Chi, fra l’ottobre 1932 e l’ottobre 1934 quando fu definitivamente chiusa, avesse visto la mostra – conterà, alla fine, tre milioni e ottocentomila visitatori – difficilmente avrebbe potuto sottrarsi all’enfasi di quelle sale. Pochi del resto, in quegli anni, riuscivano a presagire l’immensa tragedia che si stava preparando. Sironi aveva prestato il suo pathos romantico e wagneriano, la sua vocazione alla grandiosità, il suo “animo abissale”, come dirà Arturo Martini, alla celebrazione non di un’idea politica, ma di un culto religioso, che era insieme culto dei martiri, culto del capo e culto dell’Italia. Con una visionarietà che oggi ci appare una drammatica illusione, aveva dato forma in quegli spazi all’immagine di una “patria immortale” e di un “popolo di eroi”, guidati dal nuovo Cesare. Le bandiere dell’ideologia questa volta non erano affatto «nella polvere», per citare ancora le parole di Testori.29
Concepito come una struttura effimera, l’allestimento non intendeva tanto essere un’opera d’arte, ma, dirà Sironi stesso, generare «emozioni intense come un dramma».30 Un indizio di quanto fosse coinvolgente il suo pathos si coglie anche nelle parole di Margherita Sarfatti che, recensendo la mostra, si lascia andare a paragoni altisonanti e incauti, mai usati prima: l’aquila è «la più bella mai stilizzata da Donatello in poi», la Galleria dei Fasci è «di grandezza romana, degna dei più maestosi artisti nostri del Rinascimento».31
Possiamo immaginare che Sironi, con il suo temperamento sempre insoddisfatto, non si sia crogiolato in quegli elogi esorbitanti.
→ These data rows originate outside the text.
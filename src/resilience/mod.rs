//! Resilience subsystem.
//!
//! # Data Flow
//! ```text
//! Payment attempt failed:
//!     → retries.rs (nonce conflict? rotate endpoint instead of waiting)
//!     → backoff.rs (otherwise wait attempt × unit before the next attempt)
//! ```
//!
//! # Design Decisions
//! - Timeouts are non-negotiable; every RPC call and every inclusion wait has a deadline
//! - Rotation and delay-retry have separate budgets
//! - Delay grows linearly with the attempt number, no jitter

pub mod backoff;
pub mod retries;
//! Configuration validation.
//!
//! # Responsibilities
//! - Semantic validation (serde handles syntactic)
//! - Validate value ranges (timeouts > 0, multiplier >= 1)
//! - Check endpoint URLs and bind addresses parse
//!
//! # Design Decisions
//! - Returns all validation errors, not just first
//! - Validation is pure function: RouterConfig → Result<(), Vec<ValidationError>>
//! - Runs before config is accepted into the system

use std::fmt;
use std::net::SocketAddr;

use crate::config::schema::RouterConfig;

/// A single semantic violation in the configuration.
#[derive(Debug, Clone, PartialEq, Eq)]
pub struct ValidationError {
    /// Dotted path of the offending field.
    pub field: String,
    /// What is wrong with it.
    pub message: String,
}

impl ValidationError {
    fn new(field: impl Into<String>, message: impl Into<String>) -> Self {
        Self {
            field: field.into(),
            message: message.into(),
        }
    }
}

impl fmt::Display for ValidationError {
    fn fmt(&self, f: &mut fmt::Formatter<'_>) -> fmt::Result {
        write!(f, "{}: {}", self.field, self.message)
    }
}

/// Validate a parsed configuration.
pub fn validate_config(config: &RouterConfig) -> Result<(), Vec<ValidationError>> {
    let mut errors = Vec::new();

    let chain = &config.blockchain;
    if chain.rpc_urls.is_empty() {
        errors.push(ValidationError::new(
            "blockchain.rpc_urls",
            "at least one RPC endpoint is required",
        ));
    }
    for (i, raw) in chain.rpc_urls.iter().enumerate() {
        match url::Url::parse(raw) {
            Ok(url) if matches!(url.scheme(), "http" | "https") => {}
            Ok(url) => errors.push(ValidationError::new(
                format!("blockchain.rpc_urls[{}]", i),
                format!("unsupported scheme '{}'", url.scheme()),
            )),
            Err(e) => errors.push(ValidationError::new(
                format!("blockchain.rpc_urls[{}]", i),
                format!("invalid URL '{}': {}", raw, e),
            )),
        }
    }
    if !chain.gas_price_multiplier.is_finite() || chain.gas_price_multiplier < 1.0 {
        errors.push(ValidationError::new(
            "blockchain.gas_price_multiplier",
            "must be a finite number >= 1.0",
        ));
    }
    if chain.rpc_timeout_secs == 0 {
        errors.push(ValidationError::new("blockchain.rpc_timeout_secs", "must be > 0"));
    }
    if chain.inclusion_timeout_secs == 0 {
        errors.push(ValidationError::new("blockchain.inclusion_timeout_secs", "must be > 0"));
    }
    if chain.confirmation_blocks == 0 {
        errors.push(ValidationError::new("blockchain.confirmation_blocks", "must be >= 1"));
    }

    if config.retries.max_attempts == 0 {
        errors.push(ValidationError::new("retries.max_attempts", "must be >= 1"));
    }
    if config.retries.batch_concurrency == 0 {
        errors.push(ValidationError::new("retries.batch_concurrency", "must be >= 1"));
    }

    if config.history.capacity == 0 {
        errors.push(ValidationError::new("history.capacity", "must be >= 1"));
    }

    if config.server.bind_address.parse::<SocketAddr>().is_err() {
        errors.push(ValidationError::new(
            "server.bind_address",
            format!("'{}' is not a socket address", config.server.bind_address),
        ));
    }
    if config.observability.metrics_enabled
        && config.observability.metrics_address.parse::<SocketAddr>().is_err()
    {
        errors.push(ValidationError::new(
            "observability.metrics_address",
            format!("'{}' is not a socket address", config.observability.metrics_address),
        ));
    }

    if errors.is_empty() {
        Ok(())
    } else {
        Err(errors)
    }
}
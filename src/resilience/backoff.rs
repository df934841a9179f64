//! Linear retry delay.

use std::time::Duration;

/// Delay before retrying after failed attempt number `attempt` (1-based).
///
/// Grows linearly: attempt 1 waits one `unit`, attempt 2 waits two, and so on.
pub fn linear_delay(attempt: u32, unit: Duration) -> Duration {
    unit.saturating_mul(attempt)
}

/// Total time spent waiting when every one of `max_attempts` attempts fails.
///
/// No delay follows the final attempt.
pub fn total_delay(max_attempts: u32, unit: Duration) -> Duration {
    (1..max_attempts).map(|a| linear_delay(a, unit)).sum()
}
Sappiamo anzi che era in preda allo sconforto, tanto che in quegli stessi giorni Piacentini gli scrive:
Dopo il colloquio che avete avuto con il Capo del Governo e le parole che Egli vi ha detto, dovresti essere un po’ meno pessimista e più tranquillo sul tuo avvenire.32
Il colloquio cui accenna l’architetto doveva essere stato un dialogo informale, forse all’inaugurazione della vetrata, perché nei registri dell’Archivio di Stato non risultano incontri di Sironi con il dittatore prima del 1933. Al di là delle parole di Mussolini e di Margherita, comunque, si era ormai addensato contro il “Novecento” e contro il suo maggior esponente un nugolo di invidie e di critiche. Che attendevano solo l’occasione per manifestarsi.